Work to complete: Every line below that holds the string "info" should be copied out.

Stored data:
+ + +

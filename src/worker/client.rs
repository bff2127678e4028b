// Worker protocol client.
//
// Lifecycle: subscribe the private brain→worker subject, announce with
// `hshake-1` on the public subject, then follow the brain's lead. Local
// status guards mirror the brain's: a verb that arrives in the wrong state
// is logged and ignored, never acted on.

use futures::StreamExt;
use std::path::PathBuf;
use std::sync::Arc;
use std::time::Duration;
use tokio::sync::mpsc;
use tokio::task::JoinHandle;
use tokio_util::sync::CancellationToken;
use tracing::{debug, error, info, warn};

use crate::bus::{publish_json, BusMessage, MessageBus};
use crate::config::WorkerConfig;
use crate::protocol::subjects::{event_queue_key, CH_PUBLIC_BRAIN};
use crate::protocol::{
    unix_now_secs, ApiRequest, BrainToWorker, HandshakeContext, HeartbeatContext, WorkerEvent, WorkerRef,
    WorkerStatus, WorkerToBrain,
};
use crate::store::KeyValueStore;

use super::pipeline::{spawn_pipeline, EventSender, Pipeline, PipelineHandle, PipelineParams};

pub struct Worker {
    name: String,
    worker_id: String,
    files_dir: PathBuf,
    heartbeat_interval: Duration,
    bus: Arc<dyn MessageBus>,
    store: Arc<dyn KeyValueStore>,
    status: WorkerStatus,
    pipeline: Option<Box<dyn Pipeline>>,
    ch_to_brain: String,
    ch_to_worker: String,
    cancel: CancellationToken,
    event_tx: mpsc::UnboundedSender<WorkerEvent>,
    event_rx: Option<mpsc::UnboundedReceiver<WorkerEvent>>,
    heartbeat: Option<JoinHandle<()>>,
    running_pipeline: Option<PipelineHandle>,
}

impl Worker {
    pub fn new(config: &WorkerConfig, bus: Arc<dyn MessageBus>, store: Arc<dyn KeyValueStore>) -> Self {
        let (event_tx, event_rx) = mpsc::unbounded_channel();
        let context = HandshakeContext::new(&config.worker_id);
        Self {
            name: config.name.clone(),
            worker_id: config.worker_id.clone(),
            files_dir: config.files_dir(),
            heartbeat_interval: Duration::from_secs(config.heartbeat_interval),
            bus,
            store,
            status: WorkerStatus::Initial,
            pipeline: None,
            ch_to_brain: context.ch_to_brain,
            ch_to_worker: context.ch_to_worker,
            cancel: CancellationToken::new(),
            event_tx,
            event_rx: Some(event_rx),
            heartbeat: None,
            running_pipeline: None,
        }
    }

    /// Register the pipeline to run when the brain sends config. Must be
    /// called before `run`; a config that finds no pipeline is refused.
    pub fn register_pipeline(&mut self, pipeline: Box<dyn Pipeline>) {
        self.pipeline = Some(pipeline);
    }

    /// Token that stops the protocol loop when cancelled.
    pub fn cancellation_token(&self) -> CancellationToken {
        self.cancel.clone()
    }

    /// Run the protocol until cancelled.
    pub async fn run(mut self) -> anyhow::Result<()> {
        if self.status != WorkerStatus::Initial {
            warn!(status = %self.status, "worker started in unexpected status");
            return Ok(());
        }

        let mut brain_sub = self.bus.subscribe(&self.ch_to_worker).await?;
        let mut event_rx = self.event_rx.take().expect("worker started twice");
        let cancel = self.cancel.clone();

        publish_json(
            self.bus.as_ref(),
            CH_PUBLIC_BRAIN,
            &WorkerToBrain::Hshake1(HandshakeContext::new(&self.worker_id)),
        )
        .await;
        self.status = WorkerStatus::Hshake1;
        info!(worker_id = %self.worker_id, "handshake started");

        loop {
            tokio::select! {
                _ = cancel.cancelled() => break,
                Some(msg) = brain_sub.next() => self.on_brain(msg).await,
                Some(event) = event_rx.recv() => self.forward_event(event).await,
            }
        }

        self.shutdown(&mut event_rx).await;
        Ok(())
    }

    async fn on_brain(&mut self, msg: BusMessage) {
        let message: BrainToWorker = match serde_json::from_slice(&msg.payload) {
            Ok(message) => message,
            Err(e) => {
                debug!(error = %e, "dropping undecodable message from brain");
                return;
            }
        };

        match message {
            BrainToWorker::Hshake2(context) => self.on_hshake2(context).await,
            BrainToWorker::Config(context) => self.on_config(context).await,
        }
    }

    async fn on_hshake2(&mut self, context: HandshakeContext) {
        if self.status != WorkerStatus::Hshake1 {
            debug!(status = %self.status, "ignoring hshake-2 in unexpected status");
            return;
        }
        if context.worker_id != self.worker_id {
            debug!(worker_id = %context.worker_id, "ignoring hshake-2 for another worker");
            return;
        }

        publish_json(self.bus.as_ref(), &self.ch_to_brain, &WorkerToBrain::Hshake3(context)).await;
        self.status = WorkerStatus::Ready;
        self.start_heartbeat();
        info!(worker_id = %self.worker_id, "handshake finished, worker ready");
    }

    async fn on_config(&mut self, context: HandshakeContext) {
        if self.status != WorkerStatus::Ready {
            debug!(status = %self.status, "ignoring config in unexpected status");
            return;
        }
        if context.worker_id != self.worker_id {
            debug!(worker_id = %context.worker_id, "ignoring config for another worker");
            return;
        }
        let params = match &context.ticket {
            Some(ticket) => match &ticket.content.msg {
                ApiRequest::Start(start) => PipelineParams {
                    source: start.source.clone(),
                    pipelines: start.pipelines.clone(),
                },
                other => {
                    error!(request = ?other, "config ticket is not a start request");
                    return;
                }
            },
            None => {
                error!("config without an embedded ticket");
                return;
            }
        };
        let pipeline = match self.pipeline.take() {
            Some(pipeline) => pipeline,
            None => {
                error!("config received but no pipeline is registered");
                return;
            }
        };

        if let Err(e) = std::fs::create_dir_all(&self.files_dir) {
            warn!(dir = %self.files_dir.display(), error = %e, "could not create files dir");
        }
        let events = EventSender::new(&self.name, self.event_tx.clone());
        match spawn_pipeline(pipeline, params, self.files_dir.clone(), events) {
            Ok(handle) => self.running_pipeline = Some(handle),
            Err(e) => {
                error!(error = %e, "failed to start pipeline thread");
                return;
            }
        }

        self.status = WorkerStatus::Running;
        publish_json(self.bus.as_ref(), &self.ch_to_brain, &WorkerToBrain::ConfigOk(context)).await;
        info!(worker_id = %self.worker_id, "pipeline started");
    }

    /// Periodic heartbeat publisher. Dies with the worker's token.
    fn start_heartbeat(&mut self) {
        let bus = self.bus.clone();
        let subject = self.ch_to_brain.clone();
        let worker_id = self.worker_id.clone();
        let interval = self.heartbeat_interval;
        let cancel = self.cancel.child_token();

        self.heartbeat = Some(tokio::spawn(async move {
            let mut tick = tokio::time::interval(interval);
            loop {
                tokio::select! {
                    _ = cancel.cancelled() => break,
                    _ = tick.tick() => {
                        let beat = WorkerToBrain::Heartbeat(HeartbeatContext {
                            worker_id: worker_id.clone(),
                            timestamp: unix_now_secs(),
                        });
                        publish_json(bus.as_ref(), &subject, &beat).await;
                    }
                }
            }
        }));
    }

    /// Append the event to the worker's store queue, then tell the brain to
    /// drain. Failures are logged and dropped; a queue append that failed
    /// must not produce a drain notification.
    async fn forward_event(&self, event: WorkerEvent) {
        let raw = match serde_json::to_string(&event) {
            Ok(raw) => raw,
            Err(e) => {
                error!(error = %e, "unserializable event");
                return;
            }
        };
        if let Err(e) = self.store.push_back(&event_queue_key(&self.worker_id), &raw).await {
            warn!(error = %e, "failed to queue event, dropping");
            return;
        }
        publish_json(
            self.bus.as_ref(),
            &self.ch_to_brain,
            &WorkerToBrain::Event(WorkerRef { worker_id: self.worker_id.clone() }),
        )
        .await;
    }

    /// Orderly teardown: heartbeat first, then the pipeline, then whatever
    /// events it emitted on the way out, then the bus.
    async fn shutdown(&mut self, event_rx: &mut mpsc::UnboundedReceiver<WorkerEvent>) {
        info!(worker_id = %self.worker_id, "worker shutting down");

        if let Some(heartbeat) = self.heartbeat.take() {
            heartbeat.abort();
        }

        if let Some(mut handle) = self.running_pipeline.take() {
            let joined = tokio::task::spawn_blocking(move || handle.stop()).await;
            if joined.is_err() {
                error!("pipeline thread panicked during shutdown");
            }
        }

        while let Ok(event) = event_rx.try_recv() {
            self.forward_event(event).await;
        }

        if let Err(e) = self.bus.flush().await {
            debug!(error = %e, "bus flush failed during shutdown");
        }
    }
}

+ + +

Task response:
use tracing::{debug, error, info, warn};
        info!(worker_id = %self.worker_id, "handshake started");
        info!(worker_id = %self.worker_id, "handshake finished, worker ready");
        info!(worker_id = %self.worker_id, "pipeline started");
        info!(worker_id = %self.worker_id, "worker shutting down");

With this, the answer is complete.